** Opening MATERIALS PROVIDED block **

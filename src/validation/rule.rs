//! Rule model: severities, categories, issues and the check trait.

use std::fmt;
use std::str::FromStr;

use serde::{Deserialize, Serialize};
use serde_json::{Map, Value};

use crate::feed::FeedTables;

/// How much an issue counts against a feed.
#[derive(Debug, Clone, Copy, PartialEq, Eq, Hash, Serialize, Deserialize)]
#[serde(rename_all = "lowercase")]
pub enum Severity {
    Error,
    Warning,
    Info,
}

/// Score weight of a single issue per severity.
static WEIGHTS: &[(Severity, f64)] = &[
    (Severity::Error, 10.0),
    (Severity::Warning, 3.0),
    (Severity::Info, 1.0),
];

impl Severity {
    pub fn as_str(&self) -> &'static str {
        match self {
            Severity::Error => "error",
            Severity::Warning => "warning",
            Severity::Info => "info",
        }
    }

    pub fn weight(&self) -> f64 {
        WEIGHTS
            .iter()
            .find(|(s, _)| s == self)
            .map_or(0.0, |(_, w)| *w)
    }
}

impl fmt::Display for Severity {
    fn fmt(&self, f: &mut fmt::Formatter<'_>) -> fmt::Result {
        f.write_str(self.as_str())
    }
}

impl FromStr for Severity {
    type Err = String;

    fn from_str(s: &str) -> Result<Self, Self::Err> {
        match s {
            "error" => Ok(Severity::Error),
            "warning" => Ok(Severity::Warning),
            "info" => Ok(Severity::Info),
            other => Err(format!("Invalid severity: {other}")),
        }
    }
}

/// Grouping label for rules.
#[derive(Debug, Clone, Copy, PartialEq, Eq, Hash, Serialize, Deserialize)]
#[serde(rename_all = "snake_case")]
pub enum Category {
    Structure,
    DataQuality,
    ReferentialIntegrity,
    Geographic,
    Temporal,
    Sequence,
    Naming,
    Uniqueness,
    Performance,
}

/// One finding produced by a rule. The severity comes from the rule.
#[derive(Debug, Clone, PartialEq, Default)]
pub struct Issue {
    pub message: String,
    pub details: Map<String, Value>,
}

impl Issue {
    pub fn new(message: impl Into<String>) -> Self {
        Self {
            message: message.into(),
            details: Map::new(),
        }
    }

    pub fn with_detail(mut self, key: &str, value: impl Into<Value>) -> Self {
        self.details.insert(key.to_string(), value.into());
        self
    }
}

/// The check behind a [`Rule`].
///
/// Checks read the feed and must not assume anything about other rules. An
/// `Err` (or a panic) is recovered by the validator and reported against the
/// rule instead of aborting the run.
pub trait RuleCheck: Send + Sync {
    fn check(&self, feed: &FeedTables) -> anyhow::Result<Vec<Issue>>;
}

impl<F> RuleCheck for F
where
    F: Fn(&FeedTables) -> anyhow::Result<Vec<Issue>> + Send + Sync,
{
    fn check(&self, feed: &FeedTables) -> anyhow::Result<Vec<Issue>> {
        self(feed)
    }
}

/// A named, independently runnable validation rule.
pub struct Rule {
    name: String,
    description: String,
    severity: Severity,
    category: Option<Category>,
    check: Box<dyn RuleCheck>,
}

impl Rule {
    pub fn new(
        name: impl Into<String>,
        description: impl Into<String>,
        severity: Severity,
        check: impl RuleCheck + 'static,
    ) -> Self {
        Self {
            name: name.into(),
            description: description.into(),
            severity,
            category: None,
            check: Box::new(check),
        }
    }

    /// Builds a rule from a plain function or closure.
    pub fn from_fn<F>(
        name: impl Into<String>,
        description: impl Into<String>,
        severity: Severity,
        check: F,
    ) -> Self
    where
        F: Fn(&FeedTables) -> anyhow::Result<Vec<Issue>> + Send + Sync + 'static,
    {
        Self::new(name, description, severity, check)
    }

    pub fn with_category(mut self, category: Category) -> Self {
        self.category = Some(category);
        self
    }

    pub fn name(&self) -> &str {
        &self.name
    }

    pub fn description(&self) -> &str {
        &self.description
    }

    pub fn severity(&self) -> Severity {
        self.severity
    }

    pub fn category(&self) -> Option<Category> {
        self.category
    }

    pub fn check(&self, feed: &FeedTables) -> anyhow::Result<Vec<Issue>> {
        self.check.check(feed)
    }
}

impl fmt::Debug for Rule {
    fn fmt(&self, f: &mut fmt::Formatter<'_>) -> fmt::Result {
        f.debug_struct("Rule")
            .field("name", &self.name)
            .field("severity", &self.severity)
            .field("category", &self.category)
            .finish_non_exhaustive()
    }
}

#[cfg(test)]
mod tests {
    use super::*;

    #[test]
    fn test_weights() {
        assert_eq!(Severity::Error.weight(), 10.0);
        assert_eq!(Severity::Warning.weight(), 3.0);
        assert_eq!(Severity::Info.weight(), 1.0);
    }

    #[test]
    fn test_severity_parse() {
        assert_eq!("warning".parse::<Severity>(), Ok(Severity::Warning));
        assert!("fatal".parse::<Severity>().is_err());
    }

    #[test]
    fn test_severity_serializes_lowercase() {
        assert_eq!(serde_json::to_string(&Severity::Info).unwrap(), "\"info\"");
        assert_eq!(
            serde_json::to_string(&Category::ReferentialIntegrity).unwrap(),
            "\"referential_integrity\""
        );
    }

    #[test]
    fn test_closure_rule() {
        let rule = Rule::from_fn("always", "Always fires", Severity::Info, |_| {
            Ok(vec![Issue::new("hello").with_detail("count", 2)])
        })
        .with_category(Category::Naming);

        let issues = rule.check(&FeedTables::new()).unwrap();
        assert_eq!(issues.len(), 1);
        assert_eq!(issues[0].details["count"], 2);
        assert_eq!(rule.category(), Some(Category::Naming));
    }
}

** Closing MATERIALS PROVIDED block **

▶ **TASK**
From the material above, set down exactly the lines starting at the one with "pub fn name(&self)" and ending at the one with "assert_eq!(Severity::Error.weight(), 10.0);", end lines included.

▶ **REPLY TO THE EXERCISE**
    pub fn name(&self) -> &str {
        &self.name
    }

    pub fn description(&self) -> &str {
        &self.description
    }

    pub fn severity(&self) -> Severity {
        self.severity
    }

    pub fn category(&self) -> Option<Category> {
        self.category
    }

    pub fn check(&self, feed: &FeedTables) -> anyhow::Result<Vec<Issue>> {
        self.check.check(feed)
    }
}

impl fmt::Debug for Rule {
    fn fmt(&self, f: &mut fmt::Formatter<'_>) -> fmt::Result {
        f.debug_struct("Rule")
            .field("name", &self.name)
            .field("severity", &self.severity)
            .field("category", &self.category)
            .finish_non_exhaustive()
    }
}

#[cfg(test)]
mod tests {
    use super::*;

    #[test]
    fn test_weights() {
        assert_eq!(Severity::Error.weight(), 10.0);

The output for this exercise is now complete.